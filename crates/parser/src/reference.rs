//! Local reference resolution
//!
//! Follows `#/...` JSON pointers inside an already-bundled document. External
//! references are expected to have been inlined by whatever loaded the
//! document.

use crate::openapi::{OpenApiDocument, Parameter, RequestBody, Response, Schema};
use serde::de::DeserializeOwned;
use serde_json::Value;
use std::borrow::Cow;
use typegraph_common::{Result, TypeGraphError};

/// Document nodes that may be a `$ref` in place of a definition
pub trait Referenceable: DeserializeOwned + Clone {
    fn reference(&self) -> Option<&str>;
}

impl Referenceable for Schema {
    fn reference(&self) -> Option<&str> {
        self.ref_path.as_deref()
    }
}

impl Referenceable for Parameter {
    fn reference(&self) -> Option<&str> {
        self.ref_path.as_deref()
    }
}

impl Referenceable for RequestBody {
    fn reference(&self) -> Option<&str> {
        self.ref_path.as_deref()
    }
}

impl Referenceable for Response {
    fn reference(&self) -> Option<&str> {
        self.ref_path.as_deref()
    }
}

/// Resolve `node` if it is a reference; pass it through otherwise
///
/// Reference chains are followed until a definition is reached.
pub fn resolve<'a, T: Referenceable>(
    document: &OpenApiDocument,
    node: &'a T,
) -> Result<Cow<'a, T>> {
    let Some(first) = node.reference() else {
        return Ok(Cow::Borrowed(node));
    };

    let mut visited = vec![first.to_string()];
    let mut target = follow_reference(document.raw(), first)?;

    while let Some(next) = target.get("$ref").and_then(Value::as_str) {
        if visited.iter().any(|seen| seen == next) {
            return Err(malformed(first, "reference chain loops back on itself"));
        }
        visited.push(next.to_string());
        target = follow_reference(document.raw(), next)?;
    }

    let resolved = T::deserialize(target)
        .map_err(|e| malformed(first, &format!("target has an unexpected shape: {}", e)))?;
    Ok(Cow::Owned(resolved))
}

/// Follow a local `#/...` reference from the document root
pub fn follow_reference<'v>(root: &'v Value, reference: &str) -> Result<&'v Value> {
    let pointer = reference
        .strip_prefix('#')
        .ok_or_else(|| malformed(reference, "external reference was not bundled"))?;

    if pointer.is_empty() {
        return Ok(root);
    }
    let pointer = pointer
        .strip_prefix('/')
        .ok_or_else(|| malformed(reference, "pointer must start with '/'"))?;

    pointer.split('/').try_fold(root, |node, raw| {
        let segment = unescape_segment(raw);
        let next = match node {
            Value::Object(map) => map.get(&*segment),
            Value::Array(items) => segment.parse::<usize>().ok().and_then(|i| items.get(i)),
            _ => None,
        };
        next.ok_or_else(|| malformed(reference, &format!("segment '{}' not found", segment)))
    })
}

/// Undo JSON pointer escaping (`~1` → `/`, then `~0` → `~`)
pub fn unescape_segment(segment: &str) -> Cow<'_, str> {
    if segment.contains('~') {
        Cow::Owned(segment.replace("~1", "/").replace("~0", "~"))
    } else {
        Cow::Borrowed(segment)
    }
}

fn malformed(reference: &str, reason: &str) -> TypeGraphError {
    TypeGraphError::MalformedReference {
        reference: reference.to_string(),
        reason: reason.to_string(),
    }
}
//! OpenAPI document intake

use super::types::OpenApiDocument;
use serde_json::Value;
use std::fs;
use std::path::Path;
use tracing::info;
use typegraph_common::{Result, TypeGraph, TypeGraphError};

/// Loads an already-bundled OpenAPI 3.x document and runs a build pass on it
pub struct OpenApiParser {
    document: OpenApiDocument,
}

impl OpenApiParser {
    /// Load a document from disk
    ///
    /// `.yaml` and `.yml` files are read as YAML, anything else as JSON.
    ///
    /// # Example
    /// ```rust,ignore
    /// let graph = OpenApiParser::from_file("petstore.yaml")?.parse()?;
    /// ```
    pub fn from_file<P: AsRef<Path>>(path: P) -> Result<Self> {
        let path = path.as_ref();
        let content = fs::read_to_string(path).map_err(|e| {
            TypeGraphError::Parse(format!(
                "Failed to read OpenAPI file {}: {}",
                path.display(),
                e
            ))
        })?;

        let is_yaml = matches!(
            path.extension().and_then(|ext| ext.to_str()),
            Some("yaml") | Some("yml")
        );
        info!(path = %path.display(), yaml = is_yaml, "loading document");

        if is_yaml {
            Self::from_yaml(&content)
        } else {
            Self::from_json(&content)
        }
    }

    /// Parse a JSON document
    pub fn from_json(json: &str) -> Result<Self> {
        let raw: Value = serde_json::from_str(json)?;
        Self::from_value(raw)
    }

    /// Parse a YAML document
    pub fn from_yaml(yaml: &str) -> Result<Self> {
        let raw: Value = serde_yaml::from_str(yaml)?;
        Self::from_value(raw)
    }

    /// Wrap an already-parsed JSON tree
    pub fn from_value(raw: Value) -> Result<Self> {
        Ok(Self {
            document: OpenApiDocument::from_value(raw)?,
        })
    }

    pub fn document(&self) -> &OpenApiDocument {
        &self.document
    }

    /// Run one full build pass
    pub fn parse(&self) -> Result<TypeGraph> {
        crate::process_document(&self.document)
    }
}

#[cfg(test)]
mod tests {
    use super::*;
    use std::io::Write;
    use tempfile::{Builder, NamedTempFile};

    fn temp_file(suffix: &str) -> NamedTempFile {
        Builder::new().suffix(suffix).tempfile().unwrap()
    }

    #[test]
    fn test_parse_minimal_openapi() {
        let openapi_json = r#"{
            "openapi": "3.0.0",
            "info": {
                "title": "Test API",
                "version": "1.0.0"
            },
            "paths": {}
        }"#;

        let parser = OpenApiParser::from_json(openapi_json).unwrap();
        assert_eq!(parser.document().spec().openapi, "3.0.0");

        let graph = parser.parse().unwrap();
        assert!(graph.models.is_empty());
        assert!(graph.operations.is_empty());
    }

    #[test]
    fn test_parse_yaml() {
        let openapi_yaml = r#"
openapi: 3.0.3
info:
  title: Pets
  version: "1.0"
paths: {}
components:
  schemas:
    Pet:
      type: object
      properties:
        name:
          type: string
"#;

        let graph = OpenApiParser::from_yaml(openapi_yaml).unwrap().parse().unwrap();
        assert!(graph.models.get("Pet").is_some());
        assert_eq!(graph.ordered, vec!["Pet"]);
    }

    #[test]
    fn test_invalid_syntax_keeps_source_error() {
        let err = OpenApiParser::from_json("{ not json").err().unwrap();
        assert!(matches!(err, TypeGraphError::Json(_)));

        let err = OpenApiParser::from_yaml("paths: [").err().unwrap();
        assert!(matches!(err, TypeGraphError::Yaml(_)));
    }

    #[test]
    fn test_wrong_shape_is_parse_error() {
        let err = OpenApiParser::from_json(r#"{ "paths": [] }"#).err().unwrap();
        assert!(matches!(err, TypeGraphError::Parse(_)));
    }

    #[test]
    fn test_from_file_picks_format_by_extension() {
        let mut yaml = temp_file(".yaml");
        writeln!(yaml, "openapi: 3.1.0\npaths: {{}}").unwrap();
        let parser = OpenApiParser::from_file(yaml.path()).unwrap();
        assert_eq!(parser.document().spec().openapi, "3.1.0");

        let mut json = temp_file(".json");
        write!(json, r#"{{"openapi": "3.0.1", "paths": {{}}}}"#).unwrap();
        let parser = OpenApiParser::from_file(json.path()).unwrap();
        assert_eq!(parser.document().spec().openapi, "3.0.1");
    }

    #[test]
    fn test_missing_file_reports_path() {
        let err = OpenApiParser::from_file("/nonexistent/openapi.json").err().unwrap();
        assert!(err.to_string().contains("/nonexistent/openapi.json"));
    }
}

· · · · ·

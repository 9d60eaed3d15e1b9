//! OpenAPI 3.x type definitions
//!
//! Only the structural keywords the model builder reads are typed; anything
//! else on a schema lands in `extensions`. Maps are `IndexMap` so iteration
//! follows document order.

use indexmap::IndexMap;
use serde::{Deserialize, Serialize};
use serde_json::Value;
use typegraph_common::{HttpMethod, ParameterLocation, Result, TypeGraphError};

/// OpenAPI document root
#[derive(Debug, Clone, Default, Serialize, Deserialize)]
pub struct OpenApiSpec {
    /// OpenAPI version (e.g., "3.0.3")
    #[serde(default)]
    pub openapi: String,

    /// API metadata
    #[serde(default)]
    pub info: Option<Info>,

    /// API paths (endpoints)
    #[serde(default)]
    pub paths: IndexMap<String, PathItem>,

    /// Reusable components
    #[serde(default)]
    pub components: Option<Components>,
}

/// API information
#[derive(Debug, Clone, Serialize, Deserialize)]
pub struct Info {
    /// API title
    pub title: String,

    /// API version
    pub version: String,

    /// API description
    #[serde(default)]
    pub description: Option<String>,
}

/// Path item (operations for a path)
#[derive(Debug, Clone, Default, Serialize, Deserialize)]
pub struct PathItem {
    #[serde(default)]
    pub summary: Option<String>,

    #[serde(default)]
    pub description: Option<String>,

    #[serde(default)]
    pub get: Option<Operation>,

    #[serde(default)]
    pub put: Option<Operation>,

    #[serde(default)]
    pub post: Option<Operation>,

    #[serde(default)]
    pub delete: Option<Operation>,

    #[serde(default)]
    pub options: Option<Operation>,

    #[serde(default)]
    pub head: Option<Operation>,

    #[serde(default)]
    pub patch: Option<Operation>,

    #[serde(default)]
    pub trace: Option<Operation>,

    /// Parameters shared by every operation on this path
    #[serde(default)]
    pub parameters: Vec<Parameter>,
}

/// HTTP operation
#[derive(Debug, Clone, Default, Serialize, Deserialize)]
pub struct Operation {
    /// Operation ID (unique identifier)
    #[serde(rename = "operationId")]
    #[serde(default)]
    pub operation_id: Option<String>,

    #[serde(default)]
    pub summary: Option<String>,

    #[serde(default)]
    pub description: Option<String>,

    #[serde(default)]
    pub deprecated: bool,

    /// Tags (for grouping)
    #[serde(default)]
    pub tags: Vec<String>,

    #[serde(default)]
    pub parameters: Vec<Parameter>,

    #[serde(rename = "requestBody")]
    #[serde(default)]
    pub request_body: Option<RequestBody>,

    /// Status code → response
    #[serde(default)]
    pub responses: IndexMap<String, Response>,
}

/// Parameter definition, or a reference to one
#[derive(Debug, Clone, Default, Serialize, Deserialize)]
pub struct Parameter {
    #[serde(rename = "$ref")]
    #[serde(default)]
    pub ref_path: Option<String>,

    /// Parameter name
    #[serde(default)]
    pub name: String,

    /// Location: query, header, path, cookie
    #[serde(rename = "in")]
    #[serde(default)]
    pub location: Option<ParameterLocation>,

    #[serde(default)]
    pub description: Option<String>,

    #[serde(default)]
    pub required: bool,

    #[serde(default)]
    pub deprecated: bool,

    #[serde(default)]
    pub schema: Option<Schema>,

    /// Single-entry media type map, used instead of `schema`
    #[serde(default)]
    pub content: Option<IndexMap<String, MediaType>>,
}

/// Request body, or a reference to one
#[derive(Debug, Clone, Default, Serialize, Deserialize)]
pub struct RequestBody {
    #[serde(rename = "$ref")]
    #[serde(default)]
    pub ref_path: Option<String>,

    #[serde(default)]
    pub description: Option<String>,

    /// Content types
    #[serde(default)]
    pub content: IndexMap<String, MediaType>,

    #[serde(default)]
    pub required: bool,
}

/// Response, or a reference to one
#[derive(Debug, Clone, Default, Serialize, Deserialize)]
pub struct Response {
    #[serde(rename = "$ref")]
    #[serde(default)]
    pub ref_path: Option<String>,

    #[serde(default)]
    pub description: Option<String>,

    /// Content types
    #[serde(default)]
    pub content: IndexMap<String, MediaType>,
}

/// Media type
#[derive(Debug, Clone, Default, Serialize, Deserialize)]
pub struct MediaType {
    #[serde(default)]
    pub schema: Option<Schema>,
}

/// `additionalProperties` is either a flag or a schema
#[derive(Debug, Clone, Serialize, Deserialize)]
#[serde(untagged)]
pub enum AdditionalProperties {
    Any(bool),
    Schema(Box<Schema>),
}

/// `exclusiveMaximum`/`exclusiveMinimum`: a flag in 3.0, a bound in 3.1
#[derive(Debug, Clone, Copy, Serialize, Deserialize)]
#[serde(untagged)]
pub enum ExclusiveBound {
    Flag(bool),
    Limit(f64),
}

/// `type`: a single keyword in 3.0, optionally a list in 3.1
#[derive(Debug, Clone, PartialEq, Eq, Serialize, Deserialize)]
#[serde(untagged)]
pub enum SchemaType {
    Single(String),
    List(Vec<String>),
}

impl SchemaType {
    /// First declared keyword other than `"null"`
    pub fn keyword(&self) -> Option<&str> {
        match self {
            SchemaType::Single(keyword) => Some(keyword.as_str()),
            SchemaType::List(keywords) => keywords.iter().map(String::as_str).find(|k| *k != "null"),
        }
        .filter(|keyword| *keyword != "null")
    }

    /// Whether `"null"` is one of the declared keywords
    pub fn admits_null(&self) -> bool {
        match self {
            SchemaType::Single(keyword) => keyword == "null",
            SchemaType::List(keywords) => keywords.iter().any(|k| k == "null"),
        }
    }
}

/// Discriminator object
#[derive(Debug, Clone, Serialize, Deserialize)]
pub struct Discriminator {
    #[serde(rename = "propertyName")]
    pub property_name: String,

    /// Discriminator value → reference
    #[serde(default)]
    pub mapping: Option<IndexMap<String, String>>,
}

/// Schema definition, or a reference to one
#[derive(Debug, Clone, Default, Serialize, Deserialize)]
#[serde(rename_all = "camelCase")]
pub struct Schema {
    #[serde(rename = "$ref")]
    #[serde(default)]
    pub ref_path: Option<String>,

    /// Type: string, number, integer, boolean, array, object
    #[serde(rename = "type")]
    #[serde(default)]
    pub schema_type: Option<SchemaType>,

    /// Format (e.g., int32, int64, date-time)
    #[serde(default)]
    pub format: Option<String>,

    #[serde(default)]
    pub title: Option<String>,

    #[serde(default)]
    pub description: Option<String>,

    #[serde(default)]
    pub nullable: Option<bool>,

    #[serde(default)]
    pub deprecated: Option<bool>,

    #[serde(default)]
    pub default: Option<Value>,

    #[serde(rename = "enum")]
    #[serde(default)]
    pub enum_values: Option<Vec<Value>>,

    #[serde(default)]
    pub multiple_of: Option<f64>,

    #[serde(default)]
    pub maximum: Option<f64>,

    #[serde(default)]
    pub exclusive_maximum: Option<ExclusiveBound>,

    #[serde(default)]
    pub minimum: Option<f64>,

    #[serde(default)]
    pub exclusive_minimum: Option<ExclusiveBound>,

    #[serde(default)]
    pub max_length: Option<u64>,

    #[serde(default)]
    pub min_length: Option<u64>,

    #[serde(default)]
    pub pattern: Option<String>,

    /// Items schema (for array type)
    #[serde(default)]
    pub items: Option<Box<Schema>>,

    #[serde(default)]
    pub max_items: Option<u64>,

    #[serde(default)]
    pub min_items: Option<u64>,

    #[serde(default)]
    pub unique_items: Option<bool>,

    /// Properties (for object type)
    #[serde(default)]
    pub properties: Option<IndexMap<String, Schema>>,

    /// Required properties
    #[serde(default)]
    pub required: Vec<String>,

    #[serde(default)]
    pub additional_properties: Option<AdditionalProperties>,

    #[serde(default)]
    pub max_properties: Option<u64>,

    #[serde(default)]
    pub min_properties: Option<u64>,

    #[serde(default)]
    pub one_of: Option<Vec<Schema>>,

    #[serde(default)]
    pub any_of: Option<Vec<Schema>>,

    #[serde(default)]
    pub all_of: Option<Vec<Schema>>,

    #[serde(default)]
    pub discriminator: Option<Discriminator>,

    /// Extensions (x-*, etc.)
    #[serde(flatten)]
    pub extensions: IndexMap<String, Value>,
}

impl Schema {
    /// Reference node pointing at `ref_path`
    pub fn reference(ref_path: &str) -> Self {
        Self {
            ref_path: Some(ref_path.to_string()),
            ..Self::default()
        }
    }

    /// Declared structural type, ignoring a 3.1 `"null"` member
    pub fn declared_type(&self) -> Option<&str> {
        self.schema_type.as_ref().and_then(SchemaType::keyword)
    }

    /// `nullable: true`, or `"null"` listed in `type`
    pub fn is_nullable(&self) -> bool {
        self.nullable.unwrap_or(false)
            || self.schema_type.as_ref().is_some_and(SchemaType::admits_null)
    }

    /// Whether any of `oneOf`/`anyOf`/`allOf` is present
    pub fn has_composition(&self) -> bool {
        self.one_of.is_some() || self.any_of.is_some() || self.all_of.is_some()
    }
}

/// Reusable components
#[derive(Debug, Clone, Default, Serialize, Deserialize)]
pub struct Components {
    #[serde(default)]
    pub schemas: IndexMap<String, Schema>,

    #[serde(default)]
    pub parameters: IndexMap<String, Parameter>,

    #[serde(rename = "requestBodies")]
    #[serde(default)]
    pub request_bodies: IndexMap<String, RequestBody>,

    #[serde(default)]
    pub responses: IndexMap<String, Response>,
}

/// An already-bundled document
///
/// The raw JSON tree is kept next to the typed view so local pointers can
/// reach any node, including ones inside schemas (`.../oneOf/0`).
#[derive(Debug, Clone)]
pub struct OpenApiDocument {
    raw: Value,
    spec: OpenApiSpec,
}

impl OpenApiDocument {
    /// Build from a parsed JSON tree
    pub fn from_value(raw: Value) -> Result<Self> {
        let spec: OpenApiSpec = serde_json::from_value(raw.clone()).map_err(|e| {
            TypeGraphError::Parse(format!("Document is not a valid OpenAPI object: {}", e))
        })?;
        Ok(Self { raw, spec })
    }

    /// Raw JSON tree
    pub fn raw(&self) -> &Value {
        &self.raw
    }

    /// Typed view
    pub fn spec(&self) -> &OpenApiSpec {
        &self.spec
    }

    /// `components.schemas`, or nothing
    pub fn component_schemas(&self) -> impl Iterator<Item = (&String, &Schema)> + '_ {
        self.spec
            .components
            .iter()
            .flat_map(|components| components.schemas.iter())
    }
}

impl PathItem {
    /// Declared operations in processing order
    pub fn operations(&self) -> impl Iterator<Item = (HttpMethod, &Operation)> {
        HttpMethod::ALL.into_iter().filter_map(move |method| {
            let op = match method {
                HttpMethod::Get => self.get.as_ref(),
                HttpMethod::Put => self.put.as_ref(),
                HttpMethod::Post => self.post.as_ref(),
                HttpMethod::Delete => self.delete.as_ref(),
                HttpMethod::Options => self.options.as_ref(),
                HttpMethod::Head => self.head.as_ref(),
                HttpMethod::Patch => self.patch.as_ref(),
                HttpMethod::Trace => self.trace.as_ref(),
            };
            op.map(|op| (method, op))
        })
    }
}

· · · · ·

* [PROBLEM]: Your reply is to repeat, unchanged, the lines above running from the one with "use super::*;" up to and including the one with "assert!(matches!(err, TypeGraphError::Json(_)));".

* [RESULT OF THE TASK]:
    use super::*;
    use std::io::Write;
    use tempfile::{Builder, NamedTempFile};

    fn temp_file(suffix: &str) -> NamedTempFile {
        Builder::new().suffix(suffix).tempfile().unwrap()
    }

    #[test]
    fn test_parse_minimal_openapi() {
        let openapi_json = r#"{
            "openapi": "3.0.0",
            "info": {
                "title": "Test API",
                "version": "1.0.0"
            },
            "paths": {}
        }"#;

        let parser = OpenApiParser::from_json(openapi_json).unwrap();
        assert_eq!(parser.document().spec().openapi, "3.0.0");

        let graph = parser.parse().unwrap();
        assert!(graph.models.is_empty());
        assert!(graph.operations.is_empty());
    }

    #[test]
    fn test_parse_yaml() {
        let openapi_yaml = r#"
openapi: 3.0.3
info:
  title: Pets
  version: "1.0"
paths: {}
components:
  schemas:
    Pet:
      type: object
      properties:
        name:
          type: string
"#;

        let graph = OpenApiParser::from_yaml(openapi_yaml).unwrap().parse().unwrap();
        assert!(graph.models.get("Pet").is_some());
        assert_eq!(graph.ordered, vec!["Pet"]);
    }

    #[test]
    fn test_invalid_syntax_keeps_source_error() {
        let err = OpenApiParser::from_json("{ not json").err().unwrap();
        assert!(matches!(err, TypeGraphError::Json(_)));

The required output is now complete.